=== DATA SUPPLIED ===
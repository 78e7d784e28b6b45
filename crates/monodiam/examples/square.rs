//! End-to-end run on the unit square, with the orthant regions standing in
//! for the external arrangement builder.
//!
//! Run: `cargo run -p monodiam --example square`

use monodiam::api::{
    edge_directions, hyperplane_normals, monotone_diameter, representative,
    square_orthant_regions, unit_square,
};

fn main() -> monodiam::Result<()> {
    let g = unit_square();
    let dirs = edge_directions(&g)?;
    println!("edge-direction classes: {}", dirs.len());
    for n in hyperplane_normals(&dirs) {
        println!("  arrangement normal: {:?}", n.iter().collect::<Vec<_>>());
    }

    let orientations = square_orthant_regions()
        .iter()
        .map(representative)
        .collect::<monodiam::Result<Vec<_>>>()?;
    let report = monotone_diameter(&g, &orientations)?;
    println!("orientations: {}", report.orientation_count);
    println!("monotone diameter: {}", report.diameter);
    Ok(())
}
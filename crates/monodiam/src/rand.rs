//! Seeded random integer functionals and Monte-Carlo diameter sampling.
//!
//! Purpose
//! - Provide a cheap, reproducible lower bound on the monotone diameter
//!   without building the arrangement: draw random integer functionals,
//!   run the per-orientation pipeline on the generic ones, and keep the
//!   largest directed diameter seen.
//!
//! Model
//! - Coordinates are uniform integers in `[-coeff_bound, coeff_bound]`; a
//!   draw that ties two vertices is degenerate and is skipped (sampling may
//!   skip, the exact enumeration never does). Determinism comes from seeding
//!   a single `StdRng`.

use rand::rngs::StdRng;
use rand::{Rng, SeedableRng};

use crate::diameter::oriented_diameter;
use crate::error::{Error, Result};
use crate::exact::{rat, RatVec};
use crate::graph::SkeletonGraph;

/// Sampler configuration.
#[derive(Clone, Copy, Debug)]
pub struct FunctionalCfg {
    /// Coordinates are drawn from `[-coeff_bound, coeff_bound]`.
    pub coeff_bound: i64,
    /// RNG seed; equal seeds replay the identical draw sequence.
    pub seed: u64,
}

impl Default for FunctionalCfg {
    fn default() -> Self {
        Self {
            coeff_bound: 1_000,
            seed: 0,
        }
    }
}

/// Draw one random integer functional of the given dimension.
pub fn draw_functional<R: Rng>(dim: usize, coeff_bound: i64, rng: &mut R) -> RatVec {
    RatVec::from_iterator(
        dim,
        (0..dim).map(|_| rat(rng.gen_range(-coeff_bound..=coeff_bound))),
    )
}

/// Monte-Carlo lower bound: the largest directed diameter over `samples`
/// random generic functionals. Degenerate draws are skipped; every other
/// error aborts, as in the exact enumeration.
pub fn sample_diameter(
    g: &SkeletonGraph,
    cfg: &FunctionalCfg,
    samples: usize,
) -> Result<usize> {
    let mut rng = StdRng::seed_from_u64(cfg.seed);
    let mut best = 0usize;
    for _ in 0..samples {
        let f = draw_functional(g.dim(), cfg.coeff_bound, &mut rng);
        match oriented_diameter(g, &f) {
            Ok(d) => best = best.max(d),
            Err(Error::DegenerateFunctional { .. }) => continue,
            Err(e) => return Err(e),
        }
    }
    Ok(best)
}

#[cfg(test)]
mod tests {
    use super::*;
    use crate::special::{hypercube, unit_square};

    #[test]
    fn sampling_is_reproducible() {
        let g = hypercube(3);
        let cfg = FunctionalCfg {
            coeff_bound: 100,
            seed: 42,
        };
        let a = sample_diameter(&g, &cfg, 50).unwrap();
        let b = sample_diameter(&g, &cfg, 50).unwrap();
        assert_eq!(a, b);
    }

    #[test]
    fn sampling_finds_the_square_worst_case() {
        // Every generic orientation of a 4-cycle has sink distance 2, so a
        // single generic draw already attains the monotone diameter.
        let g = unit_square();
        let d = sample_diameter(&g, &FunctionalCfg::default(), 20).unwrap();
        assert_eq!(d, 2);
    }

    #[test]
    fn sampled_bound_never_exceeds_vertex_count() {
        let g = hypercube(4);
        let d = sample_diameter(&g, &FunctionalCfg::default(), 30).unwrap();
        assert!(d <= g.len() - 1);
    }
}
===
=== DATA SUPPLIED ===
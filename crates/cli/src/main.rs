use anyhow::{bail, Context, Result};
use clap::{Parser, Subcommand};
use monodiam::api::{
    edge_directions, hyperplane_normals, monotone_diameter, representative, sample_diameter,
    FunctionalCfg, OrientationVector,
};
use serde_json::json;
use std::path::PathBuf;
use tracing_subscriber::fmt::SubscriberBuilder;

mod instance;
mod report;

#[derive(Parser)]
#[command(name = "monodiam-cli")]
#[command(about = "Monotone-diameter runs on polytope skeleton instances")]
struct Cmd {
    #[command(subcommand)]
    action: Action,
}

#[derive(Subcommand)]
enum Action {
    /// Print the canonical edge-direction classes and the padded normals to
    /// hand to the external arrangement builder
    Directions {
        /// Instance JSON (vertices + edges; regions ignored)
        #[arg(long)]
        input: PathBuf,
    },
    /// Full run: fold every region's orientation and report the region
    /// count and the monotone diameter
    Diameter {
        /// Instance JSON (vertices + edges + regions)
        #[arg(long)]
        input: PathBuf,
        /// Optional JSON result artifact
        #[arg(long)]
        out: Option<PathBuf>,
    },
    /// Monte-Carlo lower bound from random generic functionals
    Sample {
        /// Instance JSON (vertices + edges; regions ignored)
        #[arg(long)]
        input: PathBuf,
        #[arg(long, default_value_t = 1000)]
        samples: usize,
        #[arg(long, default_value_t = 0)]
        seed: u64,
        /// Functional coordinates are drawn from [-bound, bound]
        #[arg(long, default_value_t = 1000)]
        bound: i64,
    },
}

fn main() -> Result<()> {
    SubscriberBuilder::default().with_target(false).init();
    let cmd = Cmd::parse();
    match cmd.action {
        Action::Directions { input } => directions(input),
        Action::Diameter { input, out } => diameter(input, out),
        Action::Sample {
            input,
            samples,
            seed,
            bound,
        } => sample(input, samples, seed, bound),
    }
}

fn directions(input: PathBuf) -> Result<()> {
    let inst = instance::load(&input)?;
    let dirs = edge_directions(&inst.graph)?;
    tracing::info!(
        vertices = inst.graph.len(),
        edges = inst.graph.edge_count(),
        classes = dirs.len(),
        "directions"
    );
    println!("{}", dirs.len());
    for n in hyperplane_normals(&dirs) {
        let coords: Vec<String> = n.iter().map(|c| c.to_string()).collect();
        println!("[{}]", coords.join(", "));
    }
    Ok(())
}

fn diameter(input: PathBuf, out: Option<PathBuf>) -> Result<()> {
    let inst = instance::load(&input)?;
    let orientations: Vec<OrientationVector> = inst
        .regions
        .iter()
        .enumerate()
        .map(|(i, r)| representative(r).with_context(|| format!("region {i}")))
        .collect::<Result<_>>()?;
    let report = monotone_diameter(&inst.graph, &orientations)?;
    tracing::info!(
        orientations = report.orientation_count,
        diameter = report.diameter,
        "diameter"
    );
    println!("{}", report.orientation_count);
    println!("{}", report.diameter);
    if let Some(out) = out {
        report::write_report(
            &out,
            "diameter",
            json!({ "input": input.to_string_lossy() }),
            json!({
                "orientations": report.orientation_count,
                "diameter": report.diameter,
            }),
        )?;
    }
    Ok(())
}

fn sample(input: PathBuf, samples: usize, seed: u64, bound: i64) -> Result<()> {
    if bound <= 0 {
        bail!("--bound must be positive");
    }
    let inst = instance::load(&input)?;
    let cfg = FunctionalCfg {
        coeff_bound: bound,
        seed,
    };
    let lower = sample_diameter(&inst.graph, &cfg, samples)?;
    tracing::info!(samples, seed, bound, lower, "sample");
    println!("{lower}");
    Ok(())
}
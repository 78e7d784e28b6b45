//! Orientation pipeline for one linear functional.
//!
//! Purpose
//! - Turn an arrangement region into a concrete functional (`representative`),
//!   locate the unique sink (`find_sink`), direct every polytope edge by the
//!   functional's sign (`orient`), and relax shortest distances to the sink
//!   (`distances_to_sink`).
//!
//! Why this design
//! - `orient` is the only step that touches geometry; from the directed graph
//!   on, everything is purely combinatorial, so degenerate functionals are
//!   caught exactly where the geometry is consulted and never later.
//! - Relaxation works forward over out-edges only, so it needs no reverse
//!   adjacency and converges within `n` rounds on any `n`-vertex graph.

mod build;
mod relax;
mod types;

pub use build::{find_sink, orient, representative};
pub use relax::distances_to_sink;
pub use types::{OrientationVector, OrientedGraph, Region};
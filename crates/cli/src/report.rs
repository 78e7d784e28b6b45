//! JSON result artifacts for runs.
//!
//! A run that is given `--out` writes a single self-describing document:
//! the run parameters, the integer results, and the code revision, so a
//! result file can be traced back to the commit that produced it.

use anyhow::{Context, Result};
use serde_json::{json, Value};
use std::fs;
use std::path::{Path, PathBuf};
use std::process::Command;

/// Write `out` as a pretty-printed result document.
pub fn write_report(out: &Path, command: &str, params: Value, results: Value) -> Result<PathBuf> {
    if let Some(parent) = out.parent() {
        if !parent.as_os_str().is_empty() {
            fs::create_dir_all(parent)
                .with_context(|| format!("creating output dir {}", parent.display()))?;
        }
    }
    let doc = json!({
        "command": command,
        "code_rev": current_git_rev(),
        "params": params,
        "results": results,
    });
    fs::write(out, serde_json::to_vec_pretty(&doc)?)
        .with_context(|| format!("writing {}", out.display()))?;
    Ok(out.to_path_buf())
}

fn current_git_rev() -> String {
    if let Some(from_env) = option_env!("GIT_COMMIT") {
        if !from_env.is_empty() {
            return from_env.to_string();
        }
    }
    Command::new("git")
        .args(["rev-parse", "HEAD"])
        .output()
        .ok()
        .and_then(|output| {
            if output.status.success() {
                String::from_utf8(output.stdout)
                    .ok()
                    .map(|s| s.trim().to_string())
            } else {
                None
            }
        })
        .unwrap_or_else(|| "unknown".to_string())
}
===
Return all lines in the data that include the word "vertices".

- _ANSWER TO THE EXERCISE_
//!   draw that ties two vertices is degenerate and is skipped (sampling may
        /// Instance JSON (vertices + edges; regions ignored)
        /// Instance JSON (vertices + edges + regions)
        /// Instance JSON (vertices + edges; regions ignored)
        vertices = inst.graph.len(),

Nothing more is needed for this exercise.